Why long conversations degrade
When the conversation exceeds the context window, older messages get truncated or dropped entirely. The model doesn’t “forget” gradually, the way you might. One moment a message is in context. The next it’s gone. The model has no idea it was ever there.
Even within the window, not all positions are equal. Research has identified a “lost in the middle” problem: models attend more strongly to the beginning and end of their context, and underweight information buried in the middle. If the critical detail is on message 47 of a 100-message thread, the model is more likely to miss it than if it showed up in message 2 or message 99.
The size race
Context windows have expanded fast. GPT-3 launched with 4,096 tokens (roughly 3,000 words). GPT-4 pushed to 128,000. By 2024, Claude and Gemini both hit 1 million tokens. In 2026, most frontier models support at least 1 million, and Gemini 3 Pro advertises 10 million.
But bigger is not free. Attention scales quadratically with context length. Doubling the window doesn’t double the cost. It quadruples it. A model processing 200,000 tokens is doing orders of magnitude more work than one processing 4,000. That’s why long-context requests are slower, more expensive, and why providers charge per token in both directions.
Design implications
If you’re designing an LLM-powered product, the context window is one of your most important constraints. How much conversation history do you retain? When do you summarize older messages instead of keeping them verbatim? Do you show users how much context remains, the way a character count shows remaining space in a tweet? What happens when the window fills up?
Graceful degradation matters. Users don’t expect to hit a wall mid-conversation, but they will. The apps that handle this well (summarizing, archiving, notifying) will feel dramatically more reliable than the ones that silently start dropping context and producing confused responses.
A context window is not memory. It’s a workspace. Every session starts blank. The continuity you experience is an application-level illusion.
How It Learned
Training. The loop that turns random weights into something useful.

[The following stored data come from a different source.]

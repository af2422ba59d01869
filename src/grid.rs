use jiff::{
    ToSpan,
    civil::{Date, Weekday},
    tz::TimeZone,
};

use crate::{
    calendar::Calendar,
    day::{self, Diagnostics},
    occurrence::Occurrence,
    weekdate::first_of_week,
};

/// The number of days in a grid.
pub const DAYS: usize = 14;

/// The number of columns (days) in each row of a grid.
pub const COLUMNS: usize = 7;

/// How an all-day occurrence is drawn in one day cell.
///
/// These always describe the true span of the occurrence, even when it
/// extends past either end of the grid. An occurrence that started before
/// the grid has no left edge on the first day, which shows that it
/// continues.
#[derive(Clone, Copy, Debug, Eq, PartialEq, serde::Serialize)]
pub struct SpanAttrs {
    pub is_start: bool,
    pub is_end: bool,
    /// When false, the entry keeps its place and borders but has no text.
    pub show_summary: bool,
}

impl SpanAttrs {
    fn new(
        start: Date,
        end: Date,
        date: Date,
        first_column: bool,
    ) -> SpanAttrs {
        let is_start = date == start;
        SpanAttrs {
            is_start,
            is_end: date == end,
            show_summary: is_start || first_column,
        }
    }

    /// Returns the borders to draw around the bar for this span.
    pub fn borders(&self) -> Borders {
        Borders {
            top: true,
            bottom: true,
            left: self.is_start,
            right: self.is_end,
        }
    }
}

#[derive(Clone, Copy, Debug, Eq, PartialEq)]
pub struct Borders {
    pub top: bool,
    pub bottom: bool,
    pub left: bool,
    pub right: bool,
}

/// An occurrence placed in a day cell.
#[derive(Clone, Debug, Eq, PartialEq, serde::Serialize)]
pub struct Entry {
    #[serde(flatten)]
    pub occurrence: Occurrence,
    /// Only all-day occurrences have span attributes.
    #[serde(skip_serializing_if = "Option::is_none")]
    pub span: Option<SpanAttrs>,
}

impl Entry {
    fn new(occurrence: Occurrence, date: Date, first_column: bool) -> Entry {
        let span = match occurrence {
            Occurrence::AllDay { start, end, .. } => {
                Some(SpanAttrs::new(start, end, date, first_column))
            }
            Occurrence::Timed { .. } => None,
        };
        Entry { occurrence, span }
    }

    /// Returns the text to show for this entry, or `None` if this is the
    /// continuation of an all-day bar whose text is shown elsewhere.
    pub fn text(&self) -> Option<&str> {
        if self.span.is_some_and(|span| !span.show_summary) {
            return None;
        }
        Some(self.occurrence.summary())
    }
}

/// A single cell in a grid.
#[derive(Clone, Debug, Eq, PartialEq, serde::Serialize)]
pub struct Day {
    pub date: Date,
    pub entries: Vec<Entry>,
}

/// Two weeks of days, starting on a Monday.
#[derive(Clone, Debug, Eq, PartialEq, serde::Serialize)]
pub struct Grid {
    anchor: Date,
    days: Vec<Day>,
    /// The number of events that were skipped because they couldn't be
    /// resolved.
    skipped: usize,
}

impl Grid {
    #[cfg(test)]
    pub fn anchor(&self) -> Date {
        self.anchor
    }

    pub fn days(&self) -> &[Day] {
        &self.days
    }

    pub fn skipped(&self) -> usize {
        self.skipped
    }

    /// Returns the days of this grid one week at a time.
    pub fn rows(&self) -> impl Iterator<Item = &[Day]> {
        self.days.chunks(COLUMNS)
    }

    /// Returns the day cell for the given date, if it is in this grid.
    #[cfg(test)]
    pub fn day(&self, date: Date) -> Option<&Day> {
        self.days.iter().find(|day| day.date == date)
    }
}

/// Builds the grid of the two weeks beginning on the Monday of the week
/// containing `reference`.
///
/// Dates are interpreted in the display time zone `tz`.
pub fn build(
    calendars: &[Calendar],
    reference: Date,
    tz: &TimeZone,
) -> anyhow::Result<Grid> {
    let anchor = first_of_week(Weekday::Monday, reference)?;
    let mut diag = Diagnostics::default();
    let mut days = Vec::with_capacity(DAYS);
    for i in 0..DAYS {
        let date = anchor.checked_add((i as i64).days())?;
        let first_column = i % COLUMNS == 0;
        days.push(build_day(calendars, date, first_column, tz, &mut diag)?);
    }
    log::debug!(
        "built grid anchored on {anchor} from {} calendar(s), \
         skipped {} event(s)",
        calendars.len(),
        diag.skipped,
    );
    Ok(Grid { anchor, days, skipped: diag.skipped })
}

/// Builds a single day cell.
///
/// `first_column` should be true when this day begins a row of the grid.
pub fn build_day(
    calendars: &[Calendar],
    date: Date,
    first_column: bool,
    tz: &TimeZone,
    diag: &mut Diagnostics,
) -> anyhow::Result<Day> {
    let mut occurrences = day::occurrences_on(calendars, date, tz, diag)?;
    day::order(&mut occurrences);
    let entries = occurrences
        .into_iter()
        .map(|occ| Entry::new(occ, date, first_column))
        .collect();
    Ok(Day { date, entries })
}

#[cfg(test)]
mod tests {
    use jiff::civil::{Time, date};

    use crate::{
        calendar::{Event, When},
        ical::RecurrenceRule,
    };

    use super::*;

    fn ny() -> TimeZone {
        TimeZone::get("America/New_York").unwrap()
    }

    fn all_day(summary: &str, start: Date, days: i64) -> Event {
        Event::new(When::Date(start))
            .with_duration(days.days())
            .with_summary(summary)
    }

    fn timed(summary: &str, start: Date, hour: i8) -> Event {
        let start = start.at(hour, 0, 0, 0).to_zoned(ny()).unwrap();
        Event::new(When::DateTime(start))
            .with_duration(1.hour())
            .with_summary(summary)
    }

    /// Renders each day as `date: entries` where all-day entries show their
    /// border flags as `[`/`]` and `<`/`>` and hidden text as `~`.
    fn snapshot(grid: &Grid) -> String {
        let mut lines = vec![];
        for day in grid.days() {
            let entries: String = day
                .entries
                .iter()
                .map(|e| {
                    let text = e.text().unwrap_or("~");
                    match e.span {
                        None => format!(" {text}"),
                        Some(span) => {
                            let b = span.borders();
                            let l = if b.left { "[" } else { "<" };
                            let r = if b.right { "]" } else { ">" };
                            format!(" {l}{text}{r}")
                        }
                    }
                })
                .collect();
            lines.push(format!("{}:{entries}", day.date));
        }
        lines.join("\n")
    }

    #[test]
    fn anchor_is_monday_of_reference_week() {
        // 2024-07-17 is a Wednesday.
        let grid = build(&[], date(2024, 7, 17), &ny()).unwrap();
        assert_eq!(grid.anchor(), date(2024, 7, 15));
        assert_eq!(grid.days().len(), DAYS);
        assert_eq!(grid.days()[7].date, date(2024, 7, 22));
        for (i, day) in grid.days().iter().enumerate() {
            let expected =
                grid.anchor().checked_add((i as i64).days()).unwrap();
            assert_eq!(day.date, expected);
            assert!(day.entries.is_empty());
        }
        assert_eq!(grid.rows().count(), 2);

        let grid = build(&[], date(2024, 7, 15), &ny()).unwrap();
        assert_eq!(grid.anchor(), date(2024, 7, 15));
        let grid = build(&[], date(2024, 7, 21), &ny()).unwrap();
        assert_eq!(grid.anchor(), date(2024, 7, 15));
    }

    #[test]
    fn spans_across_rows_and_window_edges() {
        let events = vec![
            // Started before the grid and ends on its first Tuesday.
            all_day("Before", date(2024, 7, 12), 5),
            // Saturday of the first week through Tuesday of the second.
            all_day("Weekend", date(2024, 7, 20), 4),
            // Continues past the end of the grid.
            all_day("After", date(2024, 7, 27), 4),
            timed("Lunch", date(2024, 7, 20), 12),
            timed("Coffee", date(2024, 7, 20), 9),
        ];
        let cals = vec![Calendar::new("test", events)];
        let grid = build(&cals, date(2024, 7, 17), &ny()).unwrap();
        insta::assert_snapshot!(
            snapshot(&grid),
            @r"
        2024-07-15: <Before>
        2024-07-16: <~]
        2024-07-17:
        2024-07-18:
        2024-07-19:
        2024-07-20: [Weekend> Lunch Coffee
        2024-07-21: <~>
        2024-07-22: <Weekend>
        2024-07-23: <~]
        2024-07-24:
        2024-07-25:
        2024-07-26:
        2024-07-27: [After>
        2024-07-28: <~>
        ",
        );
        assert_eq!(grid.skipped(), 0);
    }

    #[test]
    fn show_summary_only_on_start_and_row_starts() {
        // A long event covering the whole grid.
        let cals = vec![Calendar::new(
            "test",
            vec![all_day("Long", date(2024, 7, 1), 60)],
        )];
        let grid = build(&cals, date(2024, 7, 17), &ny()).unwrap();
        let shown: Vec<usize> = grid
            .days()
            .iter()
            .enumerate()
            .filter(|(_, day)| day.entries[0].text().is_some())
            .map(|(i, _)| i)
            .collect();
        assert_eq!(shown, vec![0, 7]);
    }

    #[test]
    fn entry_serialization() {
        let cals = vec![Calendar::new(
            "test",
            vec![
                all_day("Trip", date(2024, 7, 16), 2),
                timed("Call", date(2024, 7, 16), 9),
            ],
        )];
        let grid = build(&cals, date(2024, 7, 16), &ny()).unwrap();
        let day = grid.day(date(2024, 7, 16)).unwrap();
        insta::assert_snapshot!(
            serde_json::to_string_pretty(day).unwrap(),
            @r#"
        {
          "date": "2024-07-16",
          "entries": [
            {
              "kind": "all-day",
              "start": "2024-07-16",
              "end": "2024-07-17",
              "summary": "Trip",
              "span": {
                "is_start": true,
                "is_end": false,
                "show_summary": true
              }
            },
            {
              "kind": "timed",
              "start": "09:00:00",
              "end": "2024-07-16T10:00:00",
              "summary": "Call"
            }
          ]
        }
        "#,
        );
        assert_eq!(
            day.entries[1].occurrence,
            Occurrence::Timed {
                start: Time::constant(9, 0, 0, 0),
                end: date(2024, 7, 16).at(10, 0, 0, 0),
                summary: "Call".into(),
            },
        );
    }

    #[test]
    fn daily_event_across_spring_forward() {
        let start = date(2024, 3, 4).at(2, 30, 0, 0);
        let rule =
            RecurrenceRule::parse("FREQ=DAILY", start, &ny()).unwrap();
        let event = Event::new(When::DateTime(start.to_zoned(ny()).unwrap()))
            .with_duration(30.minutes())
            .with_rule(rule)
            .with_summary("Backup");
        let cals = vec![Calendar::new("test", vec![event])];
        let grid = build(&cals, date(2024, 3, 6), &ny()).unwrap();
        for day in grid.days() {
            assert_eq!(day.entries.len(), 1, "{}", day.date);
        }
        let sunday = grid.day(date(2024, 3, 10)).unwrap();
        assert_eq!(
            sunday.entries[0].occurrence,
            Occurrence::Timed {
                start: Time::constant(3, 30, 0, 0),
                end: date(2024, 3, 10).at(4, 0, 0, 0),
                summary: "Backup".into(),
            },
        );
    }

    #[test]
    fn grids_are_built_concurrently() {
        let cals = vec![Calendar::new(
            "test",
            vec![all_day("Trip", date(2024, 7, 16), 2)],
        )];
        let (a, b) = std::thread::scope(|s| {
            let a = s.spawn(|| build(&cals, date(2024, 7, 17), &ny()));
            let b = s.spawn(|| build(&cals, date(2024, 7, 31), &ny()));
            (a.join().unwrap().unwrap(), b.join().unwrap().unwrap())
        });
        assert_eq!(a.anchor(), date(2024, 7, 15));
        assert_eq!(b.anchor(), date(2024, 7, 29));
        assert_eq!(a.day(date(2024, 7, 17)).unwrap().entries.len(), 1);
        assert!(b.days().iter().all(|day| day.entries.is_empty()));
        assert_eq!(a, build(&cals, date(2024, 7, 17), &ny()).unwrap());
    }
}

The core loop is almost boring. Predict the next token. Check the answer. Adjust. Repeat. The magic isn’t in the mechanism. It’s in doing it trillions of times.
The data
When people say a model was “trained on the internet,” they mean something specific: Common Crawl (a snapshot of billions of web pages), digitized books, Wikipedia, academic papers, GitHub repositories, forums, and more. GPT-4 was reportedly trained on around 13 trillion tokens. The data is filtered for quality, but it’s still messy. The model learns from all of it, including the mistakes.
What learning means
A model starts as billions of parameters set to random values. It sees a sequence of tokens and predicts the next one. A loss function measures how wrong the prediction was. Backpropagation traces that error backward through the network and nudges each parameter to be slightly less wrong next time. Over billions of iterations, the loss drops. The model gets better.
What gets stored
The model primarily stores statistical tendencies, not verbatim text. But memorization of specific sequences does happen, especially for text that appears many times in the training data. Think of a chef who has cooked 10,000 different dishes. They develop intuition about flavor combinations, technique, and timing. They don’t consult a recipe for most things. But ask them to recite one they’ve read a hundred times, and they probably can. Knowledge in a neural network is distributed the same way: spread across millions of parameters, with some well-worn paths carved deeper than others.
Scale and emergence
Here’s the part that surprised everyone, including the researchers. Bigger models don’t just get incrementally better. They develop capabilities nobody programmed. GPT-2 (1.5 billion parameters) was barely coherent past a few sentences. GPT-3 (175 billion) could write essays and translate languages. GPT-4, reported to have over a trillion parameters across a mixture-of-experts architecture (though OpenAI has never confirmed the details), can pass the bar exam. Same architecture. More scale.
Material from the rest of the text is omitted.